_Problem requirements_. Could you set down every entry below exactly as it is?

'''

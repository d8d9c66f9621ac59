//! Thread Group Tests
//!
//! Inferior lifecycle notifications and the cursor they clear.

use anyhow::Result;
use gdbmi_testing::fixtures::{
    THREAD_CREATED, THREAD_GROUP_ADDED, THREAD_GROUP_EXITED, THREAD_GROUP_STARTED,
};
use gdbmi_testing::{TestWorld, UiCall};
use gdbmi_types::ThreadGroupId;

#[tokio::test]
async fn test_thread_group_lifecycle() -> Result<()> {
    // Given: an inferior that starts with one thread
    let world = TestWorld::new()?;
    let (session, mut gdb) = world.spawn_session("main");
    gdb.emit(THREAD_GROUP_ADDED).await?;
    gdb.emit(THREAD_GROUP_STARTED).await?;
    gdb.emit(THREAD_CREATED).await?;
    gdb.emit(r#"=library-loaded,id="/lib/libc.so.6",target-name="/lib/libc.so.6",host-name="/lib/libc.so.6",symbols-loaded="0",thread-group="i1""#)
        .await?;
    gdb.sync(&session).await?;

    let groups = session.thread_groups().await?;
    assert_eq!(groups.len(), 1);
    let group = &groups[0];
    assert_eq!(group.id, ThreadGroupId::from("i1"));
    assert_eq!(group.pid.as_deref(), Some("4242"));
    assert!(group.threads.contains("1"));
    assert!(group.libraries.contains_key("/lib/libc.so.6"));

    // When: the inferior exits
    gdb.emit(THREAD_GROUP_EXITED).await?;
    gdb.sync(&session).await?;

    // Then: the group is gone and its cursor cleared
    assert!(session.thread_groups().await?.is_empty());
    assert!(
        world
            .ui()
            .calls()
            .contains(&UiCall::DelCursor(ThreadGroupId::from("i1")))
    );
    Ok(())
}

#[tokio::test]
async fn test_thread_selected_moves_cursor() -> Result<()> {
    let world = TestWorld::new()?;
    let (_session, mut gdb) = world.spawn_session("main");

    gdb.emit(r#"=thread-selected,id="2",frame={level="0",addr="0x400600",func="worker",file="w.c",fullname="/t/w.c",line="12"}"#)
        .await?;

    world
        .ui()
        .wait_for("jump", |c| {
            *c == UiCall::Jump {
                file: "/t/w.c".to_string(),
                line: 12,
            }
        })
        .await?;
    Ok(())
}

'''

_Your response_.
repository d8d9c66f9621ac59
//! Thread Group Tests
//!
//! Inferior lifecycle notifications and the cursor they clear.

use anyhow::Result;
use gdbmi_testing::fixtures::{
    THREAD_CREATED, THREAD_GROUP_ADDED, THREAD_GROUP_EXITED, THREAD_GROUP_STARTED,
};
use gdbmi_testing::{TestWorld, UiCall};
use gdbmi_types::ThreadGroupId;

#[tokio::test]
async fn test_thread_group_lifecycle() -> Result<()> {
    // Given: an inferior that starts with one thread
    let world = TestWorld::new()?;
    let (session, mut gdb) = world.spawn_session("main");
    gdb.emit(THREAD_GROUP_ADDED).await?;
    gdb.emit(THREAD_GROUP_STARTED).await?;
    gdb.emit(THREAD_CREATED).await?;
    gdb.emit(r#"=library-loaded,id="/lib/libc.so.6",target-name="/lib/libc.so.6",host-name="/lib/libc.so.6",symbols-loaded="0",thread-group="i1""#)
        .await?;
    gdb.sync(&session).await?;

    let groups = session.thread_groups().await?;
    assert_eq!(groups.len(), 1);
    let group = &groups[0];
    assert_eq!(group.id, ThreadGroupId::from("i1"));
    assert_eq!(group.pid.as_deref(), Some("4242"));
    assert!(group.threads.contains("1"));
    assert!(group.libraries.contains_key("/lib/libc.so.6"));

    // When: the inferior exits
    gdb.emit(THREAD_GROUP_EXITED).await?;
    gdb.sync(&session).await?;

    // Then: the group is gone and its cursor cleared
    assert!(session.thread_groups().await?.is_empty());
    assert!(
        world
            .ui()
            .calls()
            .contains(&UiCall::DelCursor(ThreadGroupId::from("i1")))
    );
    Ok(())
}

#[tokio::test]
async fn test_thread_selected_moves_cursor() -> Result<()> {
    let world = TestWorld::new()?;
    let (_session, mut gdb) = world.spawn_session("main");

    gdb.emit(r#"=thread-selected,id="2",frame={level="0",addr="0x400600",func="worker",file="w.c",fullname="/t/w.c",line="12"}"#)
        .await?;

    world
        .ui()
        .wait_for("jump", |c| {
            *c == UiCall::Jump {
                file: "/t/w.c".to_string(),
                line: 12,
            }
        })
        .await?;
    Ok(())
}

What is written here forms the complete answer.